Collection entries:
::::::

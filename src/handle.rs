//! L0: the opaque OS handle wrapper.
//!
//! A `Handle` owns exactly one kernel object reference. There is exactly one
//! sentinel "invalid" value (parameterized via `INVALID` because POSIX file
//! descriptors are invalid at `-1` while Windows section/mapping handles are
//! invalid at `NULL` and Windows *file* handles are invalid at
//! `INVALID_HANDLE_VALUE`, i.e. also `-1`). Moving a `Handle` transfers
//! ownership and leaves the source invalid; dropping a valid handle always
//! closes it.
//!
//! Modeled on slitter's `LinearRef`: a thin newtype that forbids the footgun
//! (there, duplicate allocations; here, double-closing a kernel handle) by
//! construction rather than by runtime check.
use std::fmt;

#[cfg(unix)]
pub(crate) type Raw = isize;
#[cfg(windows)]
pub(crate) type Raw = isize;

#[cfg(unix)]
unsafe fn close_raw(raw: Raw) {
    libc::close(raw as std::os::unix::io::RawFd);
}

#[cfg(windows)]
unsafe fn close_raw(raw: Raw) {
    windows_sys::Win32::Foundation::CloseHandle(raw as windows_sys::Win32::Foundation::HANDLE);
}

/// An owned OS handle whose invalid sentinel is `INVALID`.
///
/// `INVALID = -1` models POSIX file descriptors and Windows
/// `INVALID_HANDLE_VALUE`-sentineled objects (files); `INVALID = 0` models
/// Windows `NULL`-sentineled objects (sections).
pub struct Handle<const INVALID: isize> {
    raw: Raw,
}

impl<const INVALID: isize> Handle<INVALID> {
    /// The canonical invalid handle.
    #[inline]
    pub const fn invalid() -> Self {
        Self { raw: INVALID }
    }

    /// Wraps a raw OS handle value, taking ownership.
    ///
    /// # Safety
    ///
    /// `raw` must be either `INVALID` or a valid, uniquely-owned handle of
    /// the expected kind.
    #[inline]
    pub const unsafe fn from_raw(raw: Raw) -> Self {
        Self { raw }
    }

    #[inline]
    pub fn raw(&self) -> Raw {
        self.raw
    }

    #[inline]
    pub fn is_valid(&self) -> bool {
        self.raw != INVALID
    }

    /// Takes ownership of the handle, leaving `self` invalid. Used by the
    /// Windows section-recreation path (§4.2), which must close the old
    /// section before opening the new one.
    #[inline]
    pub fn take(&mut self) -> Self {
        std::mem::replace(self, Self::invalid())
    }

    /// Replaces the handle with `new`, closing the previous one if valid.
    #[inline]
    pub fn reset(&mut self, new: Self) {
        *self = new;
    }
}

impl<const INVALID: isize> Drop for Handle<INVALID> {
    fn drop(&mut self) {
        if self.is_valid() {
            unsafe { close_raw(self.raw) };
        }
    }
}

impl<const INVALID: isize> fmt::Debug for Handle<INVALID> {
    fn fmt(&self, f: &mut fmt::Formatter<'_>) -> fmt::Result {
        f.debug_struct("Handle").field("raw", &self.raw).finish()
    }
}

/// A file descriptor / file `HANDLE` (invalid at `-1` on both platforms).
pub type FileHandleRaw = Handle<-1>;
/// A section / anonymous-mapping handle (invalid at `NULL`/`-1`; POSIX has no
/// separate section object so it reuses the `-1`-sentineled fd handle).
#[cfg(windows)]
pub type SectionHandleRaw = Handle<0>;
#[cfg(unix)]
pub type SectionHandleRaw = Handle<-1>;

#[cfg(test)]
mod test {
    use super::*;

    #[test]
    fn default_is_invalid() {
        let h: FileHandleRaw = Handle::invalid();
        assert!(!h.is_valid());
    }

    #[test]
    fn take_invalidates_source() {
        let mut h: FileHandleRaw = unsafe { Handle::from_raw(123) };
        let taken = h.take();
        assert!(!h.is_valid());
        assert!(taken.is_valid());
        // Don't actually close fd 123 on drop of `taken`: forget it, this is
        // a pure bookkeeping test with no real descriptor behind it.
        std::mem::forget(taken);
    }
}
//! Integration coverage for `vm_vector::{map_file, map_memory}`: anonymous
//! growth, file-backed persistence across a reopen, shrink semantics, and
//! rejection of a file whose stored layout doesn't match what's requested.
use std::convert::TryInto;
use vmtr::flags::CreationDisposition;
use vmtr::mapped_storage::HeaderInfo;
use vmtr::{map_file, map_memory};

#[test]
fn anonymous_vector_grows_past_many_reallocations() {
    let mut v = map_memory::<u64>(HeaderInfo::NONE).expect("map_memory should succeed");
    for i in 0..10_000u64 {
        v.push(i);
    }
    assert_eq!(v.len(), 10_000);
    for i in 0..10_000u64 {
        assert_eq!(v[i as usize], i);
    }
}

#[test]
fn file_backed_vector_survives_a_reopen() {
    let dir = tempfile::tempdir().expect("tempdir should be creatable");
    let path = dir.path().join("vector.vmtr");

    {
        let mut v = map_file::<u32>(&path, CreationDisposition::CreateNew, HeaderInfo::NONE)
            .expect("creating a new file-backed vector should succeed");
        for i in 0..500u32 {
            v.push(i * 3);
        }
        v.shrink_to_fit_fast().expect("shrink_to_fit should succeed");
    }

    let v = map_file::<u32>(&path, CreationDisposition::OpenExisting, HeaderInfo::NONE)
        .expect("reopening the same file should recover its contents");
    assert_eq!(v.len(), 500);
    for i in 0..500u32 {
        assert_eq!(v[i as usize], i * 3);
    }
}

#[test]
fn file_backed_vector_header_round_trips() {
    let dir = tempfile::tempdir().expect("tempdir should be creatable");
    let path = dir.path().join("with_header.vmtr");
    let header_info = HeaderInfo::new(16, 8);

    {
        let mut v = map_file::<u64>(&path, CreationDisposition::CreateNew, header_info)
            .expect("creating should succeed");
        v.backing_mut().header_mut()[0..8].copy_from_slice(&42u64.to_ne_bytes());
        v.push(1);
        v.push(2);
        v.backing().flush_blocking().expect("flush should succeed");
    }

    let v = map_file::<u64>(&path, CreationDisposition::OpenExisting, header_info)
        .expect("reopening should recover the header and data");
    assert_eq!(u64::from_ne_bytes(v.backing().header()[0..8].try_into().unwrap()), 42);
    assert_eq!(v.as_slice(), &[1u64, 2u64]);
}

#[test]
fn reopening_with_a_mismatched_header_layout_is_rejected() {
    let dir = tempfile::tempdir().expect("tempdir should be creatable");
    let path = dir.path().join("mismatched.vmtr");

    {
        let mut v = map_file::<u64>(&path, CreationDisposition::CreateNew, HeaderInfo::new(8, 8))
            .expect("creating should succeed");
        v.push(7);
    }

    let reopened = map_file::<u64>(&path, CreationDisposition::OpenExisting, HeaderInfo::new(16, 8));
    assert!(reopened.is_err(), "a header layout mismatch must be rejected, not silently accepted");
}

#[test]
fn reopening_with_a_mismatched_element_size_is_rejected() {
    let dir = tempfile::tempdir().expect("tempdir should be creatable");
    let path = dir.path().join("wrong_width.vmtr");

    {
        let mut v = map_file::<u32>(&path, CreationDisposition::CreateNew, HeaderInfo::NONE)
            .expect("creating should succeed");
        v.push(1);
    }

    let reopened = map_file::<u64>(&path, CreationDisposition::OpenExisting, HeaderInfo::NONE);
    assert!(reopened.is_err(), "reopening a u32 file as a u64 vector must be rejected");
}

#[test]
fn corrupted_header_is_rejected_rather_than_trusted() {
    use std::io::Write;

    let dir = tempfile::tempdir().expect("tempdir should be creatable");
    let path = dir.path().join("corrupt.vmtr");
    let mut file = std::fs::File::create(&path).expect("file should be creatable");
    file.write_all(&[0xffu8; 64]).expect("write should succeed");
    drop(file);

    let reopened = map_file::<u32>(&path, CreationDisposition::OpenExisting, HeaderInfo::NONE);
    assert!(reopened.is_err(), "garbage bytes where sizes_hdr belongs must not be trusted");
}

#[test]
fn shrinking_a_mapped_vector_keeps_capacity_until_shrink_to_fit() {
    let mut v = map_memory::<u32>(HeaderInfo::NONE).expect("map_memory should succeed");
    for i in 0..256u32 {
        v.push(i);
    }
    let capacity_before = v.capacity();
    v.truncate(4);
    assert_eq!(v.len(), 4);
    assert_eq!(v.capacity(), capacity_before, "truncate alone must not release backing capacity");

    v.shrink_to_fit_fast().expect("shrink_to_fit should succeed");
    assert!(v.capacity() < capacity_before, "shrink_to_fit should give the now-unused capacity back");
    assert_eq!(v.as_slice(), &[0u32, 1, 2, 3]);
}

::::::

## EXERCISE REQUIREMENTS
Set down no line except those from the one with "header layout mismatch" to the last line of the data, inclusive, each exactly as written.

## RESPONSE TO THE TASK
    assert!(reopened.is_err(), "a header layout mismatch must be rejected, not silently accepted");
}

#[test]
fn reopening_with_a_mismatched_element_size_is_rejected() {
    let dir = tempfile::tempdir().expect("tempdir should be creatable");
    let path = dir.path().join("wrong_width.vmtr");

    {
        let mut v = map_file::<u32>(&path, CreationDisposition::CreateNew, HeaderInfo::NONE)
            .expect("creating should succeed");
        v.push(1);
    }

    let reopened = map_file::<u64>(&path, CreationDisposition::OpenExisting, HeaderInfo::NONE);
    assert!(reopened.is_err(), "reopening a u32 file as a u64 vector must be rejected");
}

#[test]
fn corrupted_header_is_rejected_rather_than_trusted() {
    use std::io::Write;

    let dir = tempfile::tempdir().expect("tempdir should be creatable");
    let path = dir.path().join("corrupt.vmtr");
    let mut file = std::fs::File::create(&path).expect("file should be creatable");
    file.write_all(&[0xffu8; 64]).expect("write should succeed");
    drop(file);

    let reopened = map_file::<u32>(&path, CreationDisposition::OpenExisting, HeaderInfo::NONE);
    assert!(reopened.is_err(), "garbage bytes where sizes_hdr belongs must not be trusted");
}

#[test]
fn shrinking_a_mapped_vector_keeps_capacity_until_shrink_to_fit() {
    let mut v = map_memory::<u32>(HeaderInfo::NONE).expect("map_memory should succeed");
    for i in 0..256u32 {
        v.push(i);
    }
    let capacity_before = v.capacity();
    v.truncate(4);
    assert_eq!(v.len(), 4);
    assert_eq!(v.capacity(), capacity_before, "truncate alone must not release backing capacity");

    v.shrink_to_fit_fast().expect("shrink_to_fit should succeed");
    assert!(v.capacity() < capacity_before, "shrink_to_fit should give the now-unused capacity back");
    assert_eq!(v.as_slice(), &[0u32, 1, 2, 3]);
}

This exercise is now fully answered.